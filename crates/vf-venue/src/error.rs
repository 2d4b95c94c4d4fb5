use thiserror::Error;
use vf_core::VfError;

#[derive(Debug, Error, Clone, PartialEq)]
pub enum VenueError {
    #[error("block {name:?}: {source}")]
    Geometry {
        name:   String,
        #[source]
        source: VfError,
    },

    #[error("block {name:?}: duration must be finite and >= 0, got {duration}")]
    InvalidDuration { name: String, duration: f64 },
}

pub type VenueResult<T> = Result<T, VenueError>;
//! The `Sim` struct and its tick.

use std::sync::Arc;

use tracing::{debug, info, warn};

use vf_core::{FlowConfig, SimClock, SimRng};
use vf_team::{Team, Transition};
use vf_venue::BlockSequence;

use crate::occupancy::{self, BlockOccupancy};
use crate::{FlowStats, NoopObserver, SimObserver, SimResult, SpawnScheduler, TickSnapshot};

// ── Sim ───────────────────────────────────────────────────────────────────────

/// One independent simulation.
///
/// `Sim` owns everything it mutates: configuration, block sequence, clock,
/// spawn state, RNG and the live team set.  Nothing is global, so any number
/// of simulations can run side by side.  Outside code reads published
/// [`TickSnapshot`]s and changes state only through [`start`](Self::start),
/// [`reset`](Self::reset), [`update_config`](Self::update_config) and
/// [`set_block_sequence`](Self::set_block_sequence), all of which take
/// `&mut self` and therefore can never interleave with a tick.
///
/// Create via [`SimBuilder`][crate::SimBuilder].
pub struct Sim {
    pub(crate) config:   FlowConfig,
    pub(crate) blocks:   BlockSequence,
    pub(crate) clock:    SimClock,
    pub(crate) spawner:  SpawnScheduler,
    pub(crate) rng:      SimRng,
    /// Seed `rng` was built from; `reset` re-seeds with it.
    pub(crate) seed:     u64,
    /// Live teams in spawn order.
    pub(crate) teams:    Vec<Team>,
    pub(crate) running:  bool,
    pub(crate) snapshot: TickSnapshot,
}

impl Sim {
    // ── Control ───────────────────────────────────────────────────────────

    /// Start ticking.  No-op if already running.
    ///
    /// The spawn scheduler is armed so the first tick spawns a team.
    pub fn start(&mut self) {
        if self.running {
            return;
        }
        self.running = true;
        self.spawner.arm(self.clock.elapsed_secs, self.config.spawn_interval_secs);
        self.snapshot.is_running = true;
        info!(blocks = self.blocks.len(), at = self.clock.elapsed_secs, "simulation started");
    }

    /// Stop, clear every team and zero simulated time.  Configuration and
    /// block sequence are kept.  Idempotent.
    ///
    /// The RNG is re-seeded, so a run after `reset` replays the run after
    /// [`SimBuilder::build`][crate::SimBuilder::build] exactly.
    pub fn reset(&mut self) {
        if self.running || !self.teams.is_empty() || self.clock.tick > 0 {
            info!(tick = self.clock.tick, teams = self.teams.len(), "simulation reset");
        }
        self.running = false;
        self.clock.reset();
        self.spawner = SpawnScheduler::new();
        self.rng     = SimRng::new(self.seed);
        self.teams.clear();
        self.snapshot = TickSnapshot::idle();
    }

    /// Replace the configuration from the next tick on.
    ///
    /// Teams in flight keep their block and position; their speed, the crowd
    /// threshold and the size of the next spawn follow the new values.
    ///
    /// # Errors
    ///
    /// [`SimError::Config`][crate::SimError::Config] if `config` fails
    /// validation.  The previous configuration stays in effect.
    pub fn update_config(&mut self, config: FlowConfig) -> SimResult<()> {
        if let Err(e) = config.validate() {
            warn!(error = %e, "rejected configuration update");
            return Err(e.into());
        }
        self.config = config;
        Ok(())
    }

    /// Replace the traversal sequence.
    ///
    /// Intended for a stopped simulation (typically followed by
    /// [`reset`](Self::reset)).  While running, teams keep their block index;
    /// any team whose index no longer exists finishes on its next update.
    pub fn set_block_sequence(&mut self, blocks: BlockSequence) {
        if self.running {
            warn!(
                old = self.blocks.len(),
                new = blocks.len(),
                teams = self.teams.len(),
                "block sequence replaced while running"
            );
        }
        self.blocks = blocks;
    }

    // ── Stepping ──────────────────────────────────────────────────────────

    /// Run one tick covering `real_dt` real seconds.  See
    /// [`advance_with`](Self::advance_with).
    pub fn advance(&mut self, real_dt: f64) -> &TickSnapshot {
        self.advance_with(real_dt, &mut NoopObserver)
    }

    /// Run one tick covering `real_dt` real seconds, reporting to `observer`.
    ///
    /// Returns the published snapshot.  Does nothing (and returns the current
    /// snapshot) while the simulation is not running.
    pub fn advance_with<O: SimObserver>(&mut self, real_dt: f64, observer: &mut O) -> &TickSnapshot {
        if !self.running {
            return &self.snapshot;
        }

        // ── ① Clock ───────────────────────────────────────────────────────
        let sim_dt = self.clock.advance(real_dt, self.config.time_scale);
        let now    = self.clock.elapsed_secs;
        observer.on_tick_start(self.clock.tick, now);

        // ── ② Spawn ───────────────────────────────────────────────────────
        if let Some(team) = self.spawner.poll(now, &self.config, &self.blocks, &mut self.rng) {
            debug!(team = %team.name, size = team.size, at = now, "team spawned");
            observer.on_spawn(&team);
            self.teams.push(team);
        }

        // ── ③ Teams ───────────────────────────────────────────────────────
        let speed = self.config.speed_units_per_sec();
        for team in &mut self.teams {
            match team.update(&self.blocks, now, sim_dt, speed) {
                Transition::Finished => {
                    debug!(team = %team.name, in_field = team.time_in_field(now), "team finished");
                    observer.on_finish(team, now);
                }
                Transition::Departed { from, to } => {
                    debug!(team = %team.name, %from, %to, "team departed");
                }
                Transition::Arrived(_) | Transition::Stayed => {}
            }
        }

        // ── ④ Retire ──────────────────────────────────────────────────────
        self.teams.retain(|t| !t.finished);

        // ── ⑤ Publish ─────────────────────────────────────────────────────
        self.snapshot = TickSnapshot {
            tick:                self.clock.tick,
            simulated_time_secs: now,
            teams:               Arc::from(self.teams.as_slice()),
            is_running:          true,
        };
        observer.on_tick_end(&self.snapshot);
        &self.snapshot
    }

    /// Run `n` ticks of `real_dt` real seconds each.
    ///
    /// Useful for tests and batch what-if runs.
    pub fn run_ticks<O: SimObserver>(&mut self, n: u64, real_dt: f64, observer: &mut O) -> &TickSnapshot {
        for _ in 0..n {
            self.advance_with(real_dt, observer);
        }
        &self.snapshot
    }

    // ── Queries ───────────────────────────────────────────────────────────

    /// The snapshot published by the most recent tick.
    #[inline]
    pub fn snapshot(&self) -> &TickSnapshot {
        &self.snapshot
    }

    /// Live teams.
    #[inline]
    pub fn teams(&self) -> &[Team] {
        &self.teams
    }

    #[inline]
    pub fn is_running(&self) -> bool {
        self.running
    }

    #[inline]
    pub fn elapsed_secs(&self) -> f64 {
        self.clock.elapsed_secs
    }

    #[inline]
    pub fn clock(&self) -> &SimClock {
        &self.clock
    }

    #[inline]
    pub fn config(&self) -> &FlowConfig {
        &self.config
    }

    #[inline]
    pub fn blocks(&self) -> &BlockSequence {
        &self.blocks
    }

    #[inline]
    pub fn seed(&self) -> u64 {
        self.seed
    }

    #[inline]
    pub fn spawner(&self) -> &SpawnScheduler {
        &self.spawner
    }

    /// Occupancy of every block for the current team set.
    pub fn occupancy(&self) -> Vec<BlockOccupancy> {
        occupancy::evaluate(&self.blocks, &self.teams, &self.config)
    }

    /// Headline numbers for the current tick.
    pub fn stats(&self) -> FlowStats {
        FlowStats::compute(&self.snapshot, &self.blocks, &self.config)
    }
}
——
• _EXERCISE BRIEF_:
An exact copy of every record is required.

• _PROBLEM SOLUTION_:
filename crates/vf-venue/src/error.rs
repository 2d4b95c94c4d4fb5
use thiserror::Error;
use vf_core::VfError;

#[derive(Debug, Error, Clone, PartialEq)]
pub enum VenueError {
    #[error("block {name:?}: {source}")]
    Geometry {
        name:   String,
        #[source]
        source: VfError,
    },

    #[error("block {name:?}: duration must be finite and >= 0, got {duration}")]
    InvalidDuration { name: String, duration: f64 },
}

pub type VenueResult<T> = Result<T, VenueError>;
//! The `Sim` struct and its tick.

use std::sync::Arc;

use tracing::{debug, info, warn};

use vf_core::{FlowConfig, SimClock, SimRng};
use vf_team::{Team, Transition};
use vf_venue::BlockSequence;

use crate::occupancy::{self, BlockOccupancy};
use crate::{FlowStats, NoopObserver, SimObserver, SimResult, SpawnScheduler, TickSnapshot};

// ── Sim ───────────────────────────────────────────────────────────────────────

/// One independent simulation.
///
/// `Sim` owns everything it mutates: configuration, block sequence, clock,
/// spawn state, RNG and the live team set.  Nothing is global, so any number
/// of simulations can run side by side.  Outside code reads published
/// [`TickSnapshot`]s and changes state only through [`start`](Self::start),
/// [`reset`](Self::reset), [`update_config`](Self::update_config) and
/// [`set_block_sequence`](Self::set_block_sequence), all of which take
/// `&mut self` and therefore can never interleave with a tick.
///
/// Create via [`SimBuilder`][crate::SimBuilder].
pub struct Sim {
    pub(crate) config:   FlowConfig,
    pub(crate) blocks:   BlockSequence,
    pub(crate) clock:    SimClock,
    pub(crate) spawner:  SpawnScheduler,
    pub(crate) rng:      SimRng,
    /// Seed `rng` was built from; `reset` re-seeds with it.
    pub(crate) seed:     u64,
    /// Live teams in spawn order.
    pub(crate) teams:    Vec<Team>,
    pub(crate) running:  bool,
    pub(crate) snapshot: TickSnapshot,
}

impl Sim {
    // ── Control ───────────────────────────────────────────────────────────

    /// Start ticking.  No-op if already running.
    ///
    /// The spawn scheduler is armed so the first tick spawns a team.
    pub fn start(&mut self) {
        if self.running {
            return;
        }
        self.running = true;
        self.spawner.arm(self.clock.elapsed_secs, self.config.spawn_interval_secs);
        self.snapshot.is_running = true;
        info!(blocks = self.blocks.len(), at = self.clock.elapsed_secs, "simulation started");
    }

    /// Stop, clear every team and zero simulated time.  Configuration and
    /// block sequence are kept.  Idempotent.
    ///
    /// The RNG is re-seeded, so a run after `reset` replays the run after
    /// [`SimBuilder::build`][crate::SimBuilder::build] exactly.
    pub fn reset(&mut self) {
        if self.running || !self.teams.is_empty() || self.clock.tick > 0 {
            info!(tick = self.clock.tick, teams = self.teams.len(), "simulation reset");
        }
        self.running = false;
        self.clock.reset();
        self.spawner = SpawnScheduler::new();
        self.rng     = SimRng::new(self.seed);
        self.teams.clear();
        self.snapshot = TickSnapshot::idle();
    }

    /// Replace the configuration from the next tick on.
    ///
    /// Teams in flight keep their block and position; their speed, the crowd
    /// threshold and the size of the next spawn follow the new values.
    ///
    /// # Errors
    ///
    /// [`SimError::Config`][crate::SimError::Config] if `config` fails
    /// validation.  The previous configuration stays in effect.
    pub fn update_config(&mut self, config: FlowConfig) -> SimResult<()> {
        if let Err(e) = config.validate() {
            warn!(error = %e, "rejected configuration update");
            return Err(e.into());
        }
        self.config = config;
        Ok(())
    }

    /// Replace the traversal sequence.
    ///
    /// Intended for a stopped simulation (typically followed by
    /// [`reset`](Self::reset)).  While running, teams keep their block index;
    /// any team whose index no longer exists finishes on its next update.
    pub fn set_block_sequence(&mut self, blocks: BlockSequence) {
        if self.running {
            warn!(
                old = self.blocks.len(),
                new = blocks.len(),
                teams = self.teams.len(),
                "block sequence replaced while running"
            );
        }
        self.blocks = blocks;
    }

    // ── Stepping ──────────────────────────────────────────────────────────

    /// Run one tick covering `real_dt` real seconds.  See
    /// [`advance_with`](Self::advance_with).
    pub fn advance(&mut self, real_dt: f64) -> &TickSnapshot {
        self.advance_with(real_dt, &mut NoopObserver)
    }

    /// Run one tick covering `real_dt` real seconds, reporting to `observer`.
    ///
    /// Returns the published snapshot.  Does nothing (and returns the current
    /// snapshot) while the simulation is not running.
    pub fn advance_with<O: SimObserver>(&mut self, real_dt: f64, observer: &mut O) -> &TickSnapshot {
        if !self.running {
            return &self.snapshot;
        }

        // ── ① Clock ───────────────────────────────────────────────────────
        let sim_dt = self.clock.advance(real_dt, self.config.time_scale);
        let now    = self.clock.elapsed_secs;
        observer.on_tick_start(self.clock.tick, now);

        // ── ② Spawn ───────────────────────────────────────────────────────
        if let Some(team) = self.spawner.poll(now, &self.config, &self.blocks, &mut self.rng) {
            debug!(team = %team.name, size = team.size, at = now, "team spawned");
            observer.on_spawn(&team);
            self.teams.push(team);
        }

        // ── ③ Teams ───────────────────────────────────────────────────────
        let speed = self.config.speed_units_per_sec();
        for team in &mut self.teams {
            match team.update(&self.blocks, now, sim_dt, speed) {
                Transition::Finished => {
                    debug!(team = %team.name, in_field = team.time_in_field(now), "team finished");
                    observer.on_finish(team, now);
                }
                Transition::Departed { from, to } => {
                    debug!(team = %team.name, %from, %to, "team departed");
                }
                Transition::Arrived(_) | Transition::Stayed => {}
            }
        }

        // ── ④ Retire ──────────────────────────────────────────────────────
        self.teams.retain(|t| !t.finished);

        // ── ⑤ Publish ─────────────────────────────────────────────────────
        self.snapshot = TickSnapshot {
            tick:                self.clock.tick,
            simulated_time_secs: now,
            teams:               Arc::from(self.teams.as_slice()),
            is_running:          true,
        };
        observer.on_tick_end(&self.snapshot);
        &self.snapshot
    }

    /// Run `n` ticks of `real_dt` real seconds each.
    ///
    /// Useful for tests and batch what-if runs.
    pub fn run_ticks<O: SimObserver>(&mut self, n: u64, real_dt: f64, observer: &mut O) -> &TickSnapshot {
        for _ in 0..n {
            self.advance_with(real_dt, observer);
        }
        &self.snapshot
    }

    // ── Queries ───────────────────────────────────────────────────────────

    /// The snapshot published by the most recent tick.
    #[inline]
    pub fn snapshot(&self) -> &TickSnapshot {
        &self.snapshot
    }

    /// Live teams.
    #[inline]
    pub fn teams(&self) -> &[Team] {
        &self.teams
    }

    #[inline]
    pub fn is_running(&self) -> bool {
        self.running
    }

    #[inline]
    pub fn elapsed_secs(&self) -> f64 {
        self.clock.elapsed_secs
    }

    #[inline]
    pub fn clock(&self) -> &SimClock {
        &self.clock
    }

    #[inline]
    pub fn config(&self) -> &FlowConfig {
        &self.config
    }

    #[inline]
    pub fn blocks(&self) -> &BlockSequence {
        &self.blocks
    }

    #[inline]
    pub fn seed(&self) -> u64 {
        self.seed
    }

    #[inline]
    pub fn spawner(&self) -> &SpawnScheduler {
        &self.spawner
    }

    /// Occupancy of every block for the current team set.
    pub fn occupancy(&self) -> Vec<BlockOccupancy> {
        occupancy::evaluate(&self.blocks, &self.teams, &self.config)
    }

    /// Headline numbers for the current tick.
    pub fn stats(&self) -> FlowStats {
        FlowStats::compute(&self.snapshot, &self.blocks, &self.config)
    }
}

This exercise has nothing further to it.